Par ailleurs, ces expositions ont une autre dimension, à savoir l’échange des expertises entre les pays participants. Le niveau du progrès d’un pays dans le domaine militaire est mesuré en fonction du nombre de rencontres effectuées par les responsables avec les compagnies militaires du monde entier. Le facteur technologique est l’un des critères d’évaluation. C’est l’une des priorités du preneur de décision égyptien à l’heure actuelle. A cela s’ajoute la sécurité des informations et l’impossibilité de les pénétrer. D’ailleurs, ces expositions sont des plateformes importantes de rencontres entre les leaders militaires et accueillent également les fabricants. Elles offrent donc une opportunité aux différents pays de signer des contrats d’exportation d’armes et des protocoles de coopération militaire.
Il est important de souligner que l’Egypte est entrée dans le domaine de l’industrialisation militaire avancée dans le cadre de partenariats internationaux, et a réalisé un grand essor dans ce domaine. A titre d’exemple, l’Egypte fabrique, conjointement avec la France, la frégate Gowind, en coopération entre l’arsenal maritime d’Alexandrie et le groupe français Naval Group. L’Egypte s’oriente également vers des projets conjoints avec l’Italie et l’Allemagne dans le domaine de la construction des frégates à multiples missions.

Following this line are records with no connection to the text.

use serde::Serialize;

use age_guard_audit::{Decision, VulnerabilityFinding};
use age_guard_resolver::ResolvedVersion;

/// Where a package's processing stopped.
#[derive(Debug, Clone, Copy, PartialEq, Eq, Serialize)]
#[serde(rename_all = "lowercase")]
pub enum FailureStage {
    /// Named on the command line but not declared in package.json.
    Manifest,
    Fetch,
    Resolve,
    Install,
}

impl FailureStage {
    pub fn as_str(self) -> &'static str {
        match self {
            Self::Manifest => "manifest",
            Self::Fetch => "fetch",
            Self::Resolve => "resolve",
            Self::Install => "install",
        }
    }
}

/// Final state of one requested package.
#[derive(Debug, Clone, PartialEq, Serialize)]
#[serde(tag = "status", rename_all = "snake_case")]
pub enum PackageOutcome {
    /// On the exclusion list; installed as given with no checks.
    Excluded { spec: String, installed: bool },
    /// Resolved only (`--dry-run`).
    Resolved { resolved: ResolvedVersion },
    Installed {
        resolved: ResolvedVersion,
        decision: Decision,
        /// False when npm produced no usable audit report for the install.
        audited: bool,
        #[serde(skip_serializing_if = "Option::is_none")]
        finding: Option<VulnerabilityFinding>,
    },
    /// Installed, then removed because of a blocking vulnerability.
    Blocked {
        resolved: ResolvedVersion,
        finding: VulnerabilityFinding,
        uninstalled: bool,
    },
    Failed {
        spec: String,
        stage: FailureStage,
        reason: String,
    },
    /// Not attempted because an earlier package failed and the batch aborted.
    Skipped { spec: String },
}

impl PackageOutcome {
    pub fn is_failure(&self) -> bool {
        matches!(self, Self::Failed { .. } | Self::Blocked { .. })
    }
}

#[derive(Debug, Clone, Default, PartialEq, Serialize)]
pub struct BatchReport {
    pub outcomes: Vec<PackageOutcome>,
}

impl BatchReport {
    pub fn succeeded(&self) -> bool {
        !self.outcomes.iter().any(PackageOutcome::is_failure)
    }

    pub fn failed(&self) -> usize {
        self.outcomes
            .iter()
            .filter(|outcome| outcome.is_failure())
            .count()
    }
}

#[derive(Debug, Clone, PartialEq, Serialize)]
pub struct ClassifiedFinding {
    pub finding: VulnerabilityFinding,
    pub decision: Decision,
}

/// Result of the whole-project `audit` command.
#[derive(Debug, Clone, Default, PartialEq, Serialize)]
pub struct AuditSummary {
    /// False when the audit could not be run or its output not parsed.
    pub available: bool,
    pub findings: Vec<ClassifiedFinding>,
}

impl AuditSummary {
    pub fn blocked(&self) -> bool {
        self.findings
            .iter()
            .any(|item| item.decision.action == age_guard_audit::Action::Block)
    }
}
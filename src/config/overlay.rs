use serde::Deserialize;

use age_guard_core::{DurationError, MinAge};

/// One config file as written on disk; every field is optional.
#[derive(Debug, Default, Deserialize)]
#[serde(default, rename_all = "camelCase")]
pub(super) struct ConfigOverlay {
    pub min_age: Option<RawMinAge>,
    pub mode: Option<String>,
    pub exclude: Option<Vec<String>>,
    pub exact_install: Option<bool>,
    pub on_error: Option<String>,
}

/// `minAge` as written: a number of days, or a duration string such as `"2w"`.
#[derive(Debug, Clone, PartialEq, Deserialize)]
#[serde(untagged)]
pub(super) enum RawMinAge {
    Days(f64),
    Duration(String),
}

impl RawMinAge {
    pub fn normalize(&self) -> Result<MinAge, DurationError> {
        match self {
            Self::Days(days) => MinAge::from_days(*days),
            Self::Duration(raw) => MinAge::parse(raw),
        }
    }
}
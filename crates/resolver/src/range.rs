//! npm range syntax on top of `semver::VersionReq`.
//!
//! `VersionReq` understands comma-separated comparators with Cargo defaults,
//! so npm ranges are rewritten first: `||` becomes a list of requirements,
//! whitespace-separated comparators are joined with commas, hyphen ranges
//! become `>=lo, <=hi`, wildcard components are dropped and operator-less
//! versions become `=` (exact for full versions, `x`-ranges for partial ones).

use semver::{Version, VersionReq};

#[derive(Debug, Clone, PartialEq, Eq)]
pub struct RangeError {
    pub range: String,
    pub message: String,
}

#[derive(Debug, Clone)]
pub struct NpmRange {
    alternatives: Vec<VersionReq>,
}

impl NpmRange {
    pub fn parse(raw: &str) -> Result<Self, RangeError> {
        let alternatives = raw
            .split("||")
            .map(|alternative| parse_alternative(alternative.trim()))
            .collect::<Result<Vec<_>, _>>()
            .map_err(|message| RangeError {
                range: raw.to_string(),
                message,
            })?;
        Ok(Self { alternatives })
    }

    pub fn matches(&self, version: &Version) -> bool {
        self.alternatives.iter().any(|req| req.matches(version))
    }
}

fn parse_alternative(alternative: &str) -> Result<VersionReq, String> {
    let comparators = if let Some((low, high)) = alternative.split_once(" - ") {
        let mut comparators = Vec::new();
        comparators.extend(normalize_comparator(">=", low.trim()));
        comparators.extend(normalize_comparator("<=", high.trim()));
        comparators
    } else {
        join_operator_tokens(alternative)
            .into_iter()
            .filter_map(|token| {
                let (op, version) = split_operator(&token);
                normalize_comparator(op, version)
            })
            .collect()
    };

    if comparators.is_empty() {
        return Ok(VersionReq::STAR);
    }

    let joined = comparators.join(", ");
    VersionReq::parse(&joined).map_err(|err| format!("{err} (from '{joined}')"))
}

/// Re-attaches operators written with a space before the version (`>= 1.2.0`).
fn join_operator_tokens(alternative: &str) -> Vec<String> {
    let mut tokens: Vec<String> = Vec::new();
    let mut pending_op: Option<&str> = None;
    for token in alternative.split_whitespace() {
        if is_bare_operator(token) {
            pending_op = Some(token);
            continue;
        }
        match pending_op.take() {
            Some(op) => tokens.push(format!("{op}{token}")),
            None => tokens.push(token.to_string()),
        }
    }
    if let Some(op) = pending_op {
        tokens.push(op.to_string());
    }
    tokens
}

fn is_bare_operator(token: &str) -> bool {
    matches!(token, ">=" | "<=" | ">" | "<" | "=" | "^" | "~" | "~>")
}

fn split_operator(token: &str) -> (&str, &str) {
    for op in ["~>", ">=", "<=", ">", "<", "=", "^", "~"] {
        if let Some(rest) = token.strip_prefix(op) {
            return (op, rest.trim());
        }
    }
    ("", token)
}

/// Returns `None` when the comparator matches every version.
fn normalize_comparator(op: &str, version: &str) -> Option<String> {
    let version = version
        .strip_prefix('v')
        .or_else(|| version.strip_prefix('V'))
        .unwrap_or(version);
    let version = strip_wildcards(version);

    if version.is_empty() {
        return None;
    }

    let op = match op {
        "" => "=",
        "~>" => "~",
        other => other,
    };
    Some(format!("{op}{version}"))
}

/// Drops `x`, `X` and `*` components (and anything after them).
fn strip_wildcards(version: &str) -> String {
    let (core, suffix) = match version.find(['-', '+']) {
        Some(index) => version.split_at(index),
        None => (version, ""),
    };

    let mut parts = Vec::new();
    for part in core.split('.') {
        if matches!(part, "x" | "X" | "*" | "") {
            return parts.join(".");
        }
        parts.push(part);
    }

    format!("{}{}", parts.join("."), suffix)
}

#[cfg(test)]
mod tests {
    use super::*;

    fn matches(range: &str, version: &str) -> bool {
        NpmRange::parse(range)
            .expect("valid range")
            .matches(&Version::parse(version).expect("valid version"))
    }

    #[test]
    fn caret_and_tilde_follow_npm_semantics() {
        assert!(matches("^1.1.0", "1.9.0"));
        assert!(!matches("^1.1.0", "2.0.0"));
        assert!(!matches("^1.1.0", "1.0.0"));
        assert!(matches("~1.2.0", "1.2.9"));
        assert!(!matches("~1.2.0", "1.3.0"));
        assert!(matches("^0.2.3", "0.2.9"));
        assert!(!matches("^0.2.3", "0.3.0"));
    }

    #[test]
    fn bare_full_version_is_exact() {
        assert!(matches("1.2.3", "1.2.3"));
        assert!(!matches("1.2.3", "1.2.4"));
        assert!(matches("v1.2.3", "1.2.3"));
    }

    #[test]
    fn bare_partial_versions_are_x_ranges() {
        assert!(matches("2", "2.5.1"));
        assert!(!matches("2", "3.0.0"));
        assert!(matches("1.2", "1.2.7"));
        assert!(!matches("1.2", "1.3.0"));
        assert!(matches("1.x", "1.8.0"));
        assert!(matches("1.2.*", "1.2.0"));
    }

    #[test]
    fn wildcards_and_empty_match_everything() {
        for range in ["*", "x", "X", ""] {
            assert!(matches(range, "0.0.1"), "{range}");
            assert!(matches(range, "99.1.0"), "{range}");
        }
    }

    #[test]
    fn whitespace_separated_comparators_are_intersected() {
        assert!(matches(">=1.2.0 <2.0.0", "1.5.0"));
        assert!(!matches(">=1.2.0 <2.0.0", "2.0.0"));
        assert!(matches(">= 1.2.0 < 2", "1.9.9"));
    }

    #[test]
    fn alternatives_are_unioned() {
        assert!(matches("^1.0.0 || ^3.0.0", "3.1.0"));
        assert!(matches("^1.0.0 || ^3.0.0", "1.4.0"));
        assert!(!matches("^1.0.0 || ^3.0.0", "2.0.0"));
    }

    #[test]
    fn hyphen_ranges_are_inclusive() {
        assert!(matches("1.2.3 - 2.3.4", "1.2.3"));
        assert!(matches("1.2.3 - 2.3.4", "2.3.4"));
        assert!(!matches("1.2.3 - 2.3.4", "2.3.5"));
        assert!(matches("1.2 - 2.3", "2.3.9"));
    }

    #[test]
    fn prereleases_only_match_same_tuple() {
        assert!(matches(">=1.0.0-beta.1", "1.0.0-beta.2"));
        assert!(!matches(">=1.0.0-beta.1", "1.1.0-beta.1"));
        assert!(!matches("^1.0.0", "1.2.0-rc.1"));
    }

    #[test]
    fn rejects_garbage() {
        let err = NpmRange::parse("not-a-range").expect_err("invalid range");
        assert_eq!(err.range, "not-a-range");
        assert!(!err.message.is_empty());
    }
}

Le classement avancé de l’armée égyptienne à l’échelle mondiale rend nécessaire l’adoption de critères avancés au niveau de l’armement. C’est pourquoi l’Egypte doit développer son armement et en même temps acquérir des systèmes militaires internationaux avancés de façon à répondre aux besoins de la défense.

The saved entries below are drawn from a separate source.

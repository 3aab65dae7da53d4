//! Turns audit reports into per-package findings and findings into actions.

mod report;

use age_guard_core::{Mode, Severity};
use serde::Serialize;
use std::collections::BTreeMap;

pub use report::{
    AuditEntry, AuditParseError, AuditReport, ViaAdvisory, ViaEntry, Vulnerabilities,
};

#[derive(Debug, Clone, PartialEq, Eq, Serialize)]
pub struct AuditIssue {
    #[serde(skip_serializing_if = "Option::is_none")]
    pub title: Option<String>,
    #[serde(skip_serializing_if = "Option::is_none")]
    pub url: Option<String>,
    #[serde(skip_serializing_if = "Option::is_none")]
    pub severity: Option<Severity>,
    /// Dependency the vulnerability is inherited through, when the report
    /// names one instead of an advisory.
    #[serde(skip_serializing_if = "Option::is_none")]
    pub via: Option<String>,
}

impl AuditIssue {
    pub fn describe(&self) -> String {
        match (&self.title, &self.url, &self.via) {
            (Some(title), Some(url), _) => format!("{title} ({url})"),
            (Some(title), None, _) => title.clone(),
            (None, Some(url), _) => url.clone(),
            (None, None, Some(via)) => format!("via {via}"),
            (None, None, None) => "unnamed advisory".to_string(),
        }
    }
}

#[derive(Debug, Clone, PartialEq, Eq, Serialize)]
pub struct VulnerabilityFinding {
    pub package: String,
    #[serde(skip_serializing_if = "Option::is_none")]
    pub version: Option<String>,
    /// Severity stated on the entry itself.
    pub severity: Severity,
    /// Maximum of `severity` and every contributing issue's severity.
    pub highest_severity: Severity,
    pub issues: Vec<AuditIssue>,
}

#[derive(Debug, Clone, Copy, PartialEq, Eq, Serialize)]
#[serde(rename_all = "lowercase")]
pub enum Action {
    Allow,
    Warn,
    /// Report the findings and remove the package.
    Block,
}

#[derive(Debug, Clone, Copy, PartialEq, Eq, Serialize)]
pub struct Decision {
    pub action: Action,
    /// Whether findings are shown to the user.
    pub report: bool,
}

/// Finds the entry (or entries) for `package` and folds them into one finding.
///
/// Keyed reports are looked up by name only. Flat reports are filtered by
/// name and, when both sides carry a version, by exact version.
pub fn classify(
    report: &AuditReport,
    package: &str,
    version: Option<&str>,
) -> Option<VulnerabilityFinding> {
    match &report.vulnerabilities {
        Vulnerabilities::ByPackage(entries) => entries
            .get(package)
            .map(|entry| finding_from_entries(package, version, [entry])),
        Vulnerabilities::Flat(entries) => {
            let matching = entries
                .iter()
                .filter(|entry| entry.name.as_deref() == Some(package))
                .filter(|entry| match (entry.version.as_deref(), version) {
                    (Some(reported), Some(requested)) => reported == requested,
                    _ => true,
                })
                .collect::<Vec<_>>();
            if matching.is_empty() {
                None
            } else {
                let version = version.or_else(|| {
                    matching
                        .iter()
                        .copied()
                        .find_map(|entry| entry.version.as_deref())
                });
                Some(finding_from_entries(package, version, matching))
            }
        }
    }
}

/// Classifies every package named in a whole-tree report, most severe first.
pub fn summarize(report: &AuditReport) -> Vec<VulnerabilityFinding> {
    let mut findings = match &report.vulnerabilities {
        Vulnerabilities::ByPackage(entries) => entries
            .iter()
            .map(|(name, entry)| finding_from_entries(name, entry.version.as_deref(), [entry]))
            .collect::<Vec<_>>(),
        Vulnerabilities::Flat(entries) => {
            let mut grouped: BTreeMap<(&str, Option<&str>), Vec<&AuditEntry>> = BTreeMap::new();
            for entry in entries {
                let Some(name) = entry.name.as_deref() else {
                    tracing::debug!("ignoring audit entry without a package name");
                    continue;
                };
                grouped
                    .entry((name, entry.version.as_deref()))
                    .or_default()
                    .push(entry);
            }
            grouped
                .into_iter()
                .map(|((name, version), entries)| finding_from_entries(name, version, entries))
                .collect()
        }
    };
    findings.sort_by(|left, right| {
        right
            .highest_severity
            .cmp(&left.highest_severity)
            .then_with(|| left.package.cmp(&right.package))
    });
    findings
}

/// The action table: a pure function of the mode and the highest severity.
pub fn decide(mode: Mode, finding: Option<&VulnerabilityFinding>) -> Decision {
    let Some(finding) = finding else {
        return Decision {
            action: Action::Allow,
            report: false,
        };
    };

    let blocking = finding.highest_severity.is_blocking();
    match mode {
        Mode::Block if blocking => Decision {
            action: Action::Block,
            report: true,
        },
        Mode::Warn if blocking => Decision {
            action: Action::Warn,
            report: true,
        },
        Mode::Block | Mode::Warn => Decision {
            action: Action::Allow,
            report: true,
        },
        Mode::Off => Decision {
            action: Action::Allow,
            report: false,
        },
    }
}

fn finding_from_entries<'a>(
    package: &str,
    version: Option<&str>,
    entries: impl IntoIterator<Item = &'a AuditEntry>,
) -> VulnerabilityFinding {
    let mut severity = Severity::Low;
    let mut issues = Vec::new();

    for entry in entries {
        severity = severity.max(Severity::from_label(entry.severity.as_deref()));
        if entry.title.is_some() || entry.url.is_some() {
            issues.push(AuditIssue {
                title: entry.title.clone(),
                url: entry.url.clone(),
                severity: Severity::parse_label(entry.severity.as_deref()),
                via: None,
            });
        }
        issues.extend(entry.via.iter().map(issue_from_via));
    }

    let highest_severity = issues
        .iter()
        .filter_map(|issue| issue.severity)
        .fold(severity, Severity::max);

    VulnerabilityFinding {
        package: package.to_string(),
        version: version.map(ToOwned::to_owned),
        severity,
        highest_severity,
        issues,
    }
}

fn issue_from_via(via: &ViaEntry) -> AuditIssue {
    match via {
        ViaEntry::Advisory(advisory) => AuditIssue {
            title: advisory.title.clone(),
            url: advisory.url.clone(),
            severity: advisory
                .severity
                .as_deref()
                .map(|label| Severity::from_label(Some(label))),
            via: None,
        },
        ViaEntry::Package(name) => AuditIssue {
            title: None,
            url: None,
            severity: None,
            via: Some(name.clone()),
        },
    }
}

#[cfg(test)]
mod tests {
    use super::*;

    fn keyed_report() -> AuditReport {
        AuditReport::from_json(
            r#"{"vulnerabilities": {
                "semver": {
                    "name": "semver",
                    "severity": "moderate",
                    "via": [{"title": "ReDoS", "url": "https://example.test/1", "severity": "moderate"}]
                },
                "tar": {
                    "name": "tar",
                    "severity": "moderate",
                    "via": [
                        {"title": "Arbitrary File Creation", "severity": "high"},
                        "fstream"
                    ]
                },
                "left-pad": {"name": "left-pad", "severity": "unheard-of", "via": []}
            }}"#,
        )
        .expect("valid report")
    }

    fn finding(highest: Severity) -> VulnerabilityFinding {
        VulnerabilityFinding {
            package: "demo".to_string(),
            version: Some("1.0.0".to_string()),
            severity: highest,
            highest_severity: highest,
            issues: Vec::new(),
        }
    }

    #[test]
    fn keyed_lookup_takes_max_of_entry_and_issues() {
        let finding = classify(&keyed_report(), "tar", Some("4.4.1")).expect("tar finding");
        assert_eq!(finding.severity, Severity::Moderate);
        assert_eq!(finding.highest_severity, Severity::High);
        assert_eq!(finding.version.as_deref(), Some("4.4.1"));
        assert_eq!(finding.issues.len(), 2);
        assert_eq!(finding.issues[1].describe(), "via fstream");
    }

    #[test]
    fn unknown_severity_defaults_to_low() {
        let finding = classify(&keyed_report(), "left-pad", None).expect("finding");
        assert_eq!(finding.highest_severity, Severity::Low);
    }

    #[test]
    fn missing_package_has_no_finding() {
        assert!(classify(&keyed_report(), "react", Some("18.2.0")).is_none());
        assert!(classify(&AuditReport::default(), "react", None).is_none());
    }

    #[test]
    fn flat_report_filters_by_name_and_version() {
        let report = AuditReport::from_json(
            r#"{"vulnerabilities": [
                {"name": "lodash", "version": "4.17.20", "severity": "critical", "title": "Prototype Pollution"},
                {"name": "lodash", "version": "4.17.21", "severity": "low", "title": "Other"},
                {"name": "lodash", "severity": "moderate", "title": "Any version"},
                {"name": "underscore", "version": "1.0.0", "severity": "high"}
            ]}"#,
        )
        .expect("valid report");

        let finding = classify(&report, "lodash", Some("4.17.21")).expect("finding");
        assert_eq!(finding.highest_severity, Severity::Moderate);
        assert_eq!(finding.issues.len(), 2);

        let finding = classify(&report, "lodash", Some("4.17.20")).expect("finding");
        assert_eq!(finding.highest_severity, Severity::Critical);
        assert_eq!(finding.issues[0].describe(), "Prototype Pollution");

        assert!(classify(&report, "underscore", Some("2.0.0")).is_none());
    }

    #[test]
    fn action_table_for_block_mode() {
        let critical = finding(Severity::Critical);
        let moderate = finding(Severity::Moderate);
        assert_eq!(
            decide(Mode::Block, Some(&critical)),
            Decision { action: Action::Block, report: true }
        );
        assert_eq!(
            decide(Mode::Block, Some(&finding(Severity::High))).action,
            Action::Block
        );
        assert_eq!(
            decide(Mode::Block, Some(&moderate)),
            Decision { action: Action::Allow, report: true }
        );
    }

    #[test]
    fn action_table_for_warn_mode() {
        assert_eq!(
            decide(Mode::Warn, Some(&finding(Severity::Critical))),
            Decision { action: Action::Warn, report: true }
        );
        assert_eq!(
            decide(Mode::Warn, Some(&finding(Severity::Low))),
            Decision { action: Action::Allow, report: true }
        );
    }

    #[test]
    fn action_table_for_off_mode_is_silent() {
        for severity in [Severity::Low, Severity::Critical] {
            assert_eq!(
                decide(Mode::Off, Some(&finding(severity))),
                Decision { action: Action::Allow, report: false }
            );
        }
    }

    #[test]
    fn no_finding_always_allows() {
        for mode in [Mode::Block, Mode::Warn, Mode::Off] {
            assert_eq!(
                decide(mode, None),
                Decision { action: Action::Allow, report: false }
            );
        }
    }

    #[test]
    fn summarize_orders_by_severity_then_name() {
        let findings = summarize(&keyed_report());
        let order = findings
            .iter()
            .map(|finding| finding.package.as_str())
            .collect::<Vec<_>>();
        assert_eq!(order, vec!["tar", "semver", "left-pad"]);
    }
}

C’est pourquoi l’Egypte a oeuvré, au cours de cette dernière décennie, à diversifier les sources d’armement, une nécessité stratégique reflétée par l’intérêt qu’elle accorde aux expositions militaires internationales, mais aussi au développement de ses relations militaires avec les pays du monde. Ces relations sont aujourd’hui un outil efficace de la politique étrangère dans une région en proie aux troubles sécuritaires et qui grouille de crises et de conflits.
*Président de l’Unité d’armement au Centre égyptien de la pensée et des études stratégiques.